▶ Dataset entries

>>>>

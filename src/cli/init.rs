//! workdone init command implementation
//!
//! Writes a default `.workdone.toml` and creates the task file.

use std::path::{Path, PathBuf};

use crate::config::{Config, CONFIG_FILE};
use crate::error::{Error, Result};
use crate::output::{emit_success, OutputOptions};

use super::Context;

#[derive(serde::Serialize)]
struct InitReport {
    dir: PathBuf,
    data_file: PathBuf,
    created: InitCreated,
    tasks: usize,
}

#[derive(serde::Serialize)]
struct InitCreated {
    config: bool,
    data_file: bool,
}

pub fn run(context: &Context, options: OutputOptions) -> Result<()> {
    let created_config = ensure_config(&context.base_dir)?;
    let data_file = context.storage.path().to_path_buf();
    let created_data_file = !data_file.exists();
    let tasks = context.storage.load()?.len();

    let report = InitReport {
        dir: context.base_dir.clone(),
        data_file: data_file.clone(),
        created: InitCreated {
            config: created_config,
            data_file: created_data_file,
        },
        tasks,
    };

    let mut created_items = Vec::new();
    if created_config {
        created_items.push(CONFIG_FILE.to_string());
    }
    if created_data_file {
        created_items.push(data_file.display().to_string());
    }

    let human = if created_items.is_empty() {
        format!("workdone init: nothing to do ({tasks} tasks)\n")
    } else {
        format!("workdone init: created {}\n", created_items.join(", "))
    };

    emit_success(options, "init", &report, Some(human.as_str()))
}

fn ensure_config(base_dir: &Path) -> Result<bool> {
    let config_path = base_dir.join(CONFIG_FILE);
    if config_path.exists() {
        if !config_path.is_file() {
            return Err(Error::InvalidConfig(format!(
                "{CONFIG_FILE} exists but is not a file: {}",
                config_path.display()
            )));
        }
        return Ok(false);
    }

    std::fs::create_dir_all(base_dir)?;
    Config::default().save(&config_path)?;
    Ok(true)
}
//! Flat-file task store.
//!
//! The store is a single text file holding one serialized task per line, in
//! list order (see [`crate::task`] for the line format). It lives at
//! `data/workdone.txt` under the working directory unless configured
//! otherwise.
//!
//! Every write goes straight to disk; there is no buffering across commands.
//! Any I/O failure surfaces as [`Error::StorageUnavailable`], after which the
//! session calls [`Storage::heal`] to recreate the file from memory.

use std::fs::{self, OpenOptions};
use std::io::{self, Write};
use std::path::{Path, PathBuf};

use tempfile::NamedTempFile;
use tracing::{debug, warn};

use crate::error::{Error, Result};
use crate::task::Task;

/// Default directory of the store, relative to the base directory
pub const DATA_DIR: &str = "data";

/// Default file name of the store
pub const DATA_FILE: &str = "workdone.txt";

/// Storage manager for the task file
#[derive(Debug, Clone)]
pub struct Storage {
    path: PathBuf,
}

impl Storage {
    pub fn new(path: impl Into<PathBuf>) -> Self {
        Self { path: path.into() }
    }

    /// Storage at the default location under `base_dir`
    pub fn in_dir(base_dir: &Path) -> Self {
        Self::new(base_dir.join(DATA_DIR).join(DATA_FILE))
    }

    /// Path to the task file
    pub fn path(&self) -> &Path {
        &self.path
    }

    // =========================================================================
    // Loading
    // =========================================================================

    /// Read every task from the file, in file order.
    ///
    /// A missing file (or directory) is created empty. Lines that cannot be
    /// decoded are dropped and the file is rewritten without them, so the
    /// file and the returned list agree line for line.
    pub fn load(&self) -> Result<Vec<Task>> {
        if !self.path.exists() {
            debug!(path = %self.path.display(), "task file missing, creating");
            self.create()?;
            return Ok(Vec::new());
        }

        let content = fs::read(&self.path).map_err(|err| self.unavailable(err))?;
        let mut tasks = Vec::new();
        let mut skipped = 0usize;
        for raw in split_lines(&content) {
            let decoded = std::str::from_utf8(raw).map_err(|_| Error::CorruptRecord {
                line: String::from_utf8_lossy(raw).into_owned(),
                reason: "not valid UTF-8".to_string(),
            });
            let line = match decoded {
                Ok(line) if line.trim().is_empty() => {
                    skipped += 1;
                    continue;
                }
                Ok(line) => line,
                Err(err) => {
                    warn!(path = %self.path.display(), error = %err, "skipping unreadable task");
                    skipped += 1;
                    continue;
                }
            };
            match Task::from_file_line(line) {
                Ok(task) => tasks.push(task),
                Err(err) => {
                    warn!(path = %self.path.display(), error = %err, "skipping unreadable task");
                    skipped += 1;
                }
            }
        }

        if skipped > 0 {
            self.rewrite_all(&tasks)?;
        }
        debug!(path = %self.path.display(), count = tasks.len(), "loaded tasks");
        Ok(tasks)
    }

    // =========================================================================
    // Mutations
    // =========================================================================

    /// Append one task line to the end of the file
    pub fn append(&self, task: &Task) -> Result<()> {
        let mut file = OpenOptions::new()
            .append(true)
            .open(&self.path)
            .map_err(|err| self.unavailable(err))?;
        file.write_all(task.to_file_line().as_bytes())
            .and_then(|_| file.sync_all())
            .map_err(|err| self.unavailable(err))?;
        debug!(path = %self.path.display(), task = %task, "appended task");
        Ok(())
    }

    /// Rewrite the file without the line at `index` (0-based)
    pub fn remove_at(&self, index: usize) -> Result<()> {
        let content = fs::read(&self.path).map_err(|err| self.unavailable(err))?;
        let lines = split_lines(&content);
        if index >= lines.len() {
            return Err(self.unavailable(io::Error::new(
                io::ErrorKind::InvalidData,
                format!("task file has no line {}", index + 1),
            )));
        }

        let mut data = Vec::with_capacity(content.len());
        for (position, line) in lines.iter().enumerate() {
            if position != index {
                data.extend_from_slice(line);
                data.push(b'\n');
            }
        }
        self.write_atomic(&data)?;
        debug!(path = %self.path.display(), index, "removed task line");
        Ok(())
    }

    /// Replace the whole file with `tasks`, in order
    pub fn rewrite_all(&self, tasks: &[Task]) -> Result<()> {
        fs::metadata(&self.path).map_err(|err| self.unavailable(err))?;
        self.write_atomic(serialize(tasks).as_bytes())?;
        debug!(path = %self.path.display(), count = tasks.len(), "rewrote task file");
        Ok(())
    }

    /// Replace the directory and file with the in-memory tasks.
    ///
    /// Called after a [`Error::StorageUnavailable`] so the next command runs
    /// against a file that matches the list again.
    pub fn heal(&self, tasks: &[Task]) -> Result<()> {
        warn!(path = %self.path.display(), "task file unavailable, recreating");
        match fs::remove_file(&self.path) {
            Err(err) if err.kind() != io::ErrorKind::NotFound => {
                warn!(path = %self.path.display(), error = %err, "could not remove old task file");
            }
            _ => {}
        }
        self.create()?;
        self.write_atomic(serialize(tasks).as_bytes())
    }

    // =========================================================================
    // File I/O helpers
    // =========================================================================

    /// Create the parent directory and an empty file if either is missing
    fn create(&self) -> Result<()> {
        if let Some(parent) = self.path.parent() {
            fs::create_dir_all(parent).map_err(|err| self.unavailable(err))?;
        }
        OpenOptions::new()
            .create(true)
            .append(true)
            .open(&self.path)
            .map_err(|err| self.unavailable(err))?;
        Ok(())
    }

    /// Write data atomically using temp file + rename.
    ///
    /// The replacement keeps the permissions of the file it replaces.
    fn write_atomic(&self, data: &[u8]) -> Result<()> {
        let dir = match self.path.parent() {
            Some(parent) if !parent.as_os_str().is_empty() => parent,
            _ => Path::new("."),
        };
        let mut temp = NamedTempFile::new_in(dir).map_err(|err| self.unavailable(err))?;
        if let Ok(metadata) = fs::metadata(&self.path) {
            temp.as_file()
                .set_permissions(metadata.permissions())
                .map_err(|err| self.unavailable(err))?;
        }
        temp.write_all(data)
            .and_then(|_| temp.as_file().sync_all())
            .map_err(|err| self.unavailable(err))?;
        temp.persist(&self.path)
            .map_err(|err| self.unavailable(err.error))?;
        Ok(())
    }

    fn unavailable(&self, err: io::Error) -> Error {
        Error::storage(&self.path, err)
    }
}

fn serialize(tasks: &[Task]) -> String {
    tasks.iter().map(Task::to_file_line).collect()
}

/// Split raw file content into lines, dropping `\n` / `\r\n` terminators
fn split_lines(content: &[u8]) -> Vec<&[u8]> {
    let mut lines: Vec<&[u8]> = content
        .split(|byte| *byte == b'\n')
        .map(|line| line.strip_suffix(b"\r".as_slice()).unwrap_or(line))
        .collect();
    if lines.last().is_some_and(|line| line.is_empty()) {
        lines.pop();
    }
    lines
}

<<<<

Each line above where the word "human" occurs should be returned in full.

    let human = if created_items.is_empty() {
    emit_success(options, "init", &report, Some(human.as_str()))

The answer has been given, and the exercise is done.